• [THE TASK]: Return only that part of the material below which starts with the line containing "for metadata management" and goes on through the line containing "use std::fs;", restated exactly.

┄┄┄┄┄┄┄┄┄┄┄┄┄┄┄┄┄┄┄┄

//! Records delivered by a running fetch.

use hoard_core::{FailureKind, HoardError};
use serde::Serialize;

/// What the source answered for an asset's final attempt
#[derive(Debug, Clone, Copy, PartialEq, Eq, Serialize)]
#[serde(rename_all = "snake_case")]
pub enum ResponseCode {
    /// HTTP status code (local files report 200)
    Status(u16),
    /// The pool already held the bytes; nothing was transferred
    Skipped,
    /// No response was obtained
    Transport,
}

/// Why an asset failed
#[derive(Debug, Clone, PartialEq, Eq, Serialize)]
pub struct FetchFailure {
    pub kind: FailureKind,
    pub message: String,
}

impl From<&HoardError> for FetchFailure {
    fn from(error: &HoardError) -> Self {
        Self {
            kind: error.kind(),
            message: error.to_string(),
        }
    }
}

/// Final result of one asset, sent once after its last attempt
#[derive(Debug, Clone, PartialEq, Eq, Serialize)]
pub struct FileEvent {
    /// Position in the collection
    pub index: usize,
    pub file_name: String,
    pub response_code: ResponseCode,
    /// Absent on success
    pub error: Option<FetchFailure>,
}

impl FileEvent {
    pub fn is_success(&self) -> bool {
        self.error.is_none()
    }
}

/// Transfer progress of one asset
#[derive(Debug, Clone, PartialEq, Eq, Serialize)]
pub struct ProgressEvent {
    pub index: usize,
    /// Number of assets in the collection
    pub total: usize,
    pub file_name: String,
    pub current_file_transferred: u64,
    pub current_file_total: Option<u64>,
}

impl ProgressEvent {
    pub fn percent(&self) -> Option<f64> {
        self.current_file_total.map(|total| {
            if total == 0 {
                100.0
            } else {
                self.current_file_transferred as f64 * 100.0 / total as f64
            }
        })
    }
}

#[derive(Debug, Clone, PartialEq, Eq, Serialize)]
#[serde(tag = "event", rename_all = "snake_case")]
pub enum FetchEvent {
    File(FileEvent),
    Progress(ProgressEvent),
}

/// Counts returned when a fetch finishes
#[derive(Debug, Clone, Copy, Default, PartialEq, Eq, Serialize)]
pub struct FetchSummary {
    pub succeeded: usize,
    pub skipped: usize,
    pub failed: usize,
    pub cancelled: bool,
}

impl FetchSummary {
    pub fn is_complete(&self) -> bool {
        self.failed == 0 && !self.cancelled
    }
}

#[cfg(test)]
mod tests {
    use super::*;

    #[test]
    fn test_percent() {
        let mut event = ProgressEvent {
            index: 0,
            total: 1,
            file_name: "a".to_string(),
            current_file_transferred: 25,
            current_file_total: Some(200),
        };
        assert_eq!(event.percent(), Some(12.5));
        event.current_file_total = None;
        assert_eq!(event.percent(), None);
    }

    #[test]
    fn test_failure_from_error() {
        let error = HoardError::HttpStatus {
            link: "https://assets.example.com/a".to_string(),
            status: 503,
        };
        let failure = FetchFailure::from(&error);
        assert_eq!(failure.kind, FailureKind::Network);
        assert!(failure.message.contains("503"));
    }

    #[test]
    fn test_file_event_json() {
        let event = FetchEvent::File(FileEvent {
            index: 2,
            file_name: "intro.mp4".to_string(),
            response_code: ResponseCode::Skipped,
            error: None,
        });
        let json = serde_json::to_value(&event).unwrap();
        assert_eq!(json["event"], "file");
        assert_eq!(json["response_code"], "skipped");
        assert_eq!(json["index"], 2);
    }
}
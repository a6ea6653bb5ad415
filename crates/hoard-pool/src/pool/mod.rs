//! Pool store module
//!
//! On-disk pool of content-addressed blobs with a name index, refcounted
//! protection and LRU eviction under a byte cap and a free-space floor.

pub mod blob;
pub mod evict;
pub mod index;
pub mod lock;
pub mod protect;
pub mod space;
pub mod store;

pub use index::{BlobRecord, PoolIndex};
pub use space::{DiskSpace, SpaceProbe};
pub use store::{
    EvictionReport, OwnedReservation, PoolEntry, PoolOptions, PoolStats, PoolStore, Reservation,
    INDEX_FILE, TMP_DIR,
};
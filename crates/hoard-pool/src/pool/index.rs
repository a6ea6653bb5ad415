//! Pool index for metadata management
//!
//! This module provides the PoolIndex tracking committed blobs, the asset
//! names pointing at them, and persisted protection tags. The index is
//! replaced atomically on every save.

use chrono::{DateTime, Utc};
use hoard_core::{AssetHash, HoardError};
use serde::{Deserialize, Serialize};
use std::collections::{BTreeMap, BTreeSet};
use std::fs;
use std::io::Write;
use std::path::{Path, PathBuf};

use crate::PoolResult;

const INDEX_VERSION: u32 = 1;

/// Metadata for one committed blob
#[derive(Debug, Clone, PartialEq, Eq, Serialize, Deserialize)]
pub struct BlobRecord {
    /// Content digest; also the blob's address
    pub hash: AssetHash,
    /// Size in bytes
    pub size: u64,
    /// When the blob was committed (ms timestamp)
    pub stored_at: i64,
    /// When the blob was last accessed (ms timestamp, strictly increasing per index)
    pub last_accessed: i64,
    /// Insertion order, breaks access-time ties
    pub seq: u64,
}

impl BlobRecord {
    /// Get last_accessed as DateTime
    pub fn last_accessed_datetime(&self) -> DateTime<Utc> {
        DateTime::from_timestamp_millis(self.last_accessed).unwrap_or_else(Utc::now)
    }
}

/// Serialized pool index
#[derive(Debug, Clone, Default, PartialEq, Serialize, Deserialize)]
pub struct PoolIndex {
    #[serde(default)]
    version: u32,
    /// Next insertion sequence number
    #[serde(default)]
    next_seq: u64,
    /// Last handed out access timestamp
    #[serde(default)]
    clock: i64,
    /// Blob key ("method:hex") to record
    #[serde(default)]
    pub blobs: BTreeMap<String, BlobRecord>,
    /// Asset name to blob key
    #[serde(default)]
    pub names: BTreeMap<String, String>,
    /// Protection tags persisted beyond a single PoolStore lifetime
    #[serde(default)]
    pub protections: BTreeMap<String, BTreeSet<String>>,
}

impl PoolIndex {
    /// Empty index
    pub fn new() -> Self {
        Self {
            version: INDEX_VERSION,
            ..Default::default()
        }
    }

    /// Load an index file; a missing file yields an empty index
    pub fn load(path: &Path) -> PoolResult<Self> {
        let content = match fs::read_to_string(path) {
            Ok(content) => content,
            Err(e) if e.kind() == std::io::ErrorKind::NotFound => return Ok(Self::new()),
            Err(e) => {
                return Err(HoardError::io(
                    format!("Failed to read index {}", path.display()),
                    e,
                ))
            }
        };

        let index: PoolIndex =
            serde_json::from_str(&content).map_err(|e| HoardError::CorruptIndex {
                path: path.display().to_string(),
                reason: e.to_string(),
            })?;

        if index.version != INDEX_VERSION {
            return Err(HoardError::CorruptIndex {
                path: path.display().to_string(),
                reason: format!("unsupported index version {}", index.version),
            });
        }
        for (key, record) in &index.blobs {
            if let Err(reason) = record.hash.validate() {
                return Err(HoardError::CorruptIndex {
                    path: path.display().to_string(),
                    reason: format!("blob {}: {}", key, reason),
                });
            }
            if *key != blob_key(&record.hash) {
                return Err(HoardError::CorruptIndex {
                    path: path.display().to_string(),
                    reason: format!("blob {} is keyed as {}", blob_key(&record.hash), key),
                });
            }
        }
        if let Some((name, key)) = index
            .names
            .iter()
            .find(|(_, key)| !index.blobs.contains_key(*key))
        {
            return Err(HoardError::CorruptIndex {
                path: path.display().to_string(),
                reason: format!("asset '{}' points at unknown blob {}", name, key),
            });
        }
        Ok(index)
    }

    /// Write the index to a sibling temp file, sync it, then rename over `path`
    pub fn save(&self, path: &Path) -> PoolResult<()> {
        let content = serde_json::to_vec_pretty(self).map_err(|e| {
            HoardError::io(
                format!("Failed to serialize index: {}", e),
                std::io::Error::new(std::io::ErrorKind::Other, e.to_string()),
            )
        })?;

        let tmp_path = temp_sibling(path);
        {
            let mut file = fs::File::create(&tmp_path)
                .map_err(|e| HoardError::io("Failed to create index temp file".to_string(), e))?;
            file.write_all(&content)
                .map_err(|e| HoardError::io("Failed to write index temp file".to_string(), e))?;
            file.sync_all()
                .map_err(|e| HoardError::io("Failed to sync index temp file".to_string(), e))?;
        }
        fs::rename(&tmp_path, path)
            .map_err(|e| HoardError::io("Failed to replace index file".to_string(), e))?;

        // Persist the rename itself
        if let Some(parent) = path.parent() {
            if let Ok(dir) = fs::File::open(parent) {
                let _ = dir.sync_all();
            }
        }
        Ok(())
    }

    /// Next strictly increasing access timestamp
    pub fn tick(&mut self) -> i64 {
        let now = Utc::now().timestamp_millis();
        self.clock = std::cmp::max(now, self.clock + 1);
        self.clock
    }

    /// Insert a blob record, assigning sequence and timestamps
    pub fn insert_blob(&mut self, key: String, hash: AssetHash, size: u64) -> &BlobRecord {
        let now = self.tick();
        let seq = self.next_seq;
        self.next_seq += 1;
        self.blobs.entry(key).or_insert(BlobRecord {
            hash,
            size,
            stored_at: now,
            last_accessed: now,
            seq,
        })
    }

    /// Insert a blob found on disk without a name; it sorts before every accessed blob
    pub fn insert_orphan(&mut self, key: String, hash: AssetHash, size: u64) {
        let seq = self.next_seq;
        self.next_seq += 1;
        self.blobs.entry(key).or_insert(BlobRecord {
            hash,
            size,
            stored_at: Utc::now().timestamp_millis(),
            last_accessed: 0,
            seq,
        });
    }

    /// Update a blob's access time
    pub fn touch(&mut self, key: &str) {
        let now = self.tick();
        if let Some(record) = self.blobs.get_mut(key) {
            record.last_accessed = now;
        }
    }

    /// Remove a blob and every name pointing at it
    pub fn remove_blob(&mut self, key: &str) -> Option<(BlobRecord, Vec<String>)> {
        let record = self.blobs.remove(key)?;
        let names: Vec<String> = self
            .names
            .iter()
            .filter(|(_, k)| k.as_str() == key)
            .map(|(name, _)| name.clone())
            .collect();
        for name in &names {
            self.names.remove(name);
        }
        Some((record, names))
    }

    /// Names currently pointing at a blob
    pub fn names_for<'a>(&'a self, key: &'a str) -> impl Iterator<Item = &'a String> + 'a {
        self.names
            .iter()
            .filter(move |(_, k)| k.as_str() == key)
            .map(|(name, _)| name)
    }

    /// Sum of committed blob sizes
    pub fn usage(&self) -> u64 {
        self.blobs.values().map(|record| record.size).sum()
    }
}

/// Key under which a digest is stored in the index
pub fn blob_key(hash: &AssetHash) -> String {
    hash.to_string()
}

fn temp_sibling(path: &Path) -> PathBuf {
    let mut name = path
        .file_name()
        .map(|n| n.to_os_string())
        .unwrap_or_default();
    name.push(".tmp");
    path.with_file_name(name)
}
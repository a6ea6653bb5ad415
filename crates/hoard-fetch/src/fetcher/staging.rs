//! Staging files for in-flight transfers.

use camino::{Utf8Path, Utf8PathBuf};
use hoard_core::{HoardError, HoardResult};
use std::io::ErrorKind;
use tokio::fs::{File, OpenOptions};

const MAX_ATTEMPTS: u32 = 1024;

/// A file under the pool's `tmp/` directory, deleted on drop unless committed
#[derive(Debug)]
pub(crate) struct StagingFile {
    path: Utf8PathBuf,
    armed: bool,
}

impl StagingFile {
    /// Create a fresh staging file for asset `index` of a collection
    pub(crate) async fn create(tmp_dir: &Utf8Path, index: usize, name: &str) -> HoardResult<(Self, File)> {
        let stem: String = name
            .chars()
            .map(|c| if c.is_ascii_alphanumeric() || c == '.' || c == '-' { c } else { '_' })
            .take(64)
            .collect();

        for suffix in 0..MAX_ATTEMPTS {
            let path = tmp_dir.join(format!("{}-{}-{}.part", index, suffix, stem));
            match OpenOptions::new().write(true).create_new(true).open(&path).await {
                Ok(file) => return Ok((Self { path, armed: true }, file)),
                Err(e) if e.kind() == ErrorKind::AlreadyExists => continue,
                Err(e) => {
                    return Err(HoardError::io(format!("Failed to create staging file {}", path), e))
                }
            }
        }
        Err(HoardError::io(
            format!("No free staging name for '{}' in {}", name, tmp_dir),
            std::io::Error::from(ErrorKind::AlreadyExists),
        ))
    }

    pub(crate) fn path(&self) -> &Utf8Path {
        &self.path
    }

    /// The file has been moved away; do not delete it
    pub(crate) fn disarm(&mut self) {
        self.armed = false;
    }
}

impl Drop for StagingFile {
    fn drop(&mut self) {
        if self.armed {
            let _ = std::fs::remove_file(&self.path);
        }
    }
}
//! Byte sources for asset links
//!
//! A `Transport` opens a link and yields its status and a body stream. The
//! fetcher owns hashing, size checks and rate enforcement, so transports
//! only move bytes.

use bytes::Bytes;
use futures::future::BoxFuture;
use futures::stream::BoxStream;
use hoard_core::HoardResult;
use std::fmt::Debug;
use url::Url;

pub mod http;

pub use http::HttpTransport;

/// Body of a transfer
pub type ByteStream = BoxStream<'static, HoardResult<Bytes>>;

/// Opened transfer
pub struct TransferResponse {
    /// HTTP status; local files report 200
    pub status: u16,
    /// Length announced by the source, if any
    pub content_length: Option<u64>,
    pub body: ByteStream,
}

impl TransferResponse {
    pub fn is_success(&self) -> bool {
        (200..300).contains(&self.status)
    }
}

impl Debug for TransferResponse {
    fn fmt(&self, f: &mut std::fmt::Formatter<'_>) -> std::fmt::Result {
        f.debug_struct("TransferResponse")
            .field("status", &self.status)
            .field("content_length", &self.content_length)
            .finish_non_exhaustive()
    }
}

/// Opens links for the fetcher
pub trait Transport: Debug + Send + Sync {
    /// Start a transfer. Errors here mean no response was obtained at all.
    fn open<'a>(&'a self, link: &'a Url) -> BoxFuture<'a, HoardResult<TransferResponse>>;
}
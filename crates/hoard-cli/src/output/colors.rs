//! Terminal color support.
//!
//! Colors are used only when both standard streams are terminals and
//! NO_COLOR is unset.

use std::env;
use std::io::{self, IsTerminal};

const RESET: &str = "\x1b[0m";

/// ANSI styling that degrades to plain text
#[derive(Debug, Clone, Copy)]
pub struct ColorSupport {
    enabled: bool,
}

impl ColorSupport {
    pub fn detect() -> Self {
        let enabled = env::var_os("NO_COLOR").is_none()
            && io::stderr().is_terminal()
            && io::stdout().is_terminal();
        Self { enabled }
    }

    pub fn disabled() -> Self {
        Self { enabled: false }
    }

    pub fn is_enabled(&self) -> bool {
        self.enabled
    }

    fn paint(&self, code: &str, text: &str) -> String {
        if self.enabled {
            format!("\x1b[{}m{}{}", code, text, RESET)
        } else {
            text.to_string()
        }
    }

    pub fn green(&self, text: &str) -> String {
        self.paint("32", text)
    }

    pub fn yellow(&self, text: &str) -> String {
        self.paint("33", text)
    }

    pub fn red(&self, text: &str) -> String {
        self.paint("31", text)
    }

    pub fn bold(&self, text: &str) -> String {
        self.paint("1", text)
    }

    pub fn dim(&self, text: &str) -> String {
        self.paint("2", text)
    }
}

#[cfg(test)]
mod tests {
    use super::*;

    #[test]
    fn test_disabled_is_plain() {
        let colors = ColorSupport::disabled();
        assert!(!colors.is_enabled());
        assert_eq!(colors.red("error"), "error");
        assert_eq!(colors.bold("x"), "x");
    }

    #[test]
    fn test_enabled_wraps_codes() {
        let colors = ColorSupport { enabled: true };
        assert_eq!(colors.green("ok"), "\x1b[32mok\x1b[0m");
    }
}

┄┄┄┄┄┄┄┄┄┄┄┄┄┄┄┄┄┄┄┄

• [EXPECTED ANSWER]:
//! Pool index for metadata management
//!
//! This module provides the PoolIndex tracking committed blobs, the asset
//! names pointing at them, and persisted protection tags. The index is
//! replaced atomically on every save.

use chrono::{DateTime, Utc};
use hoard_core::{AssetHash, HoardError};
use serde::{Deserialize, Serialize};
use std::collections::{BTreeMap, BTreeSet};
use std::fs;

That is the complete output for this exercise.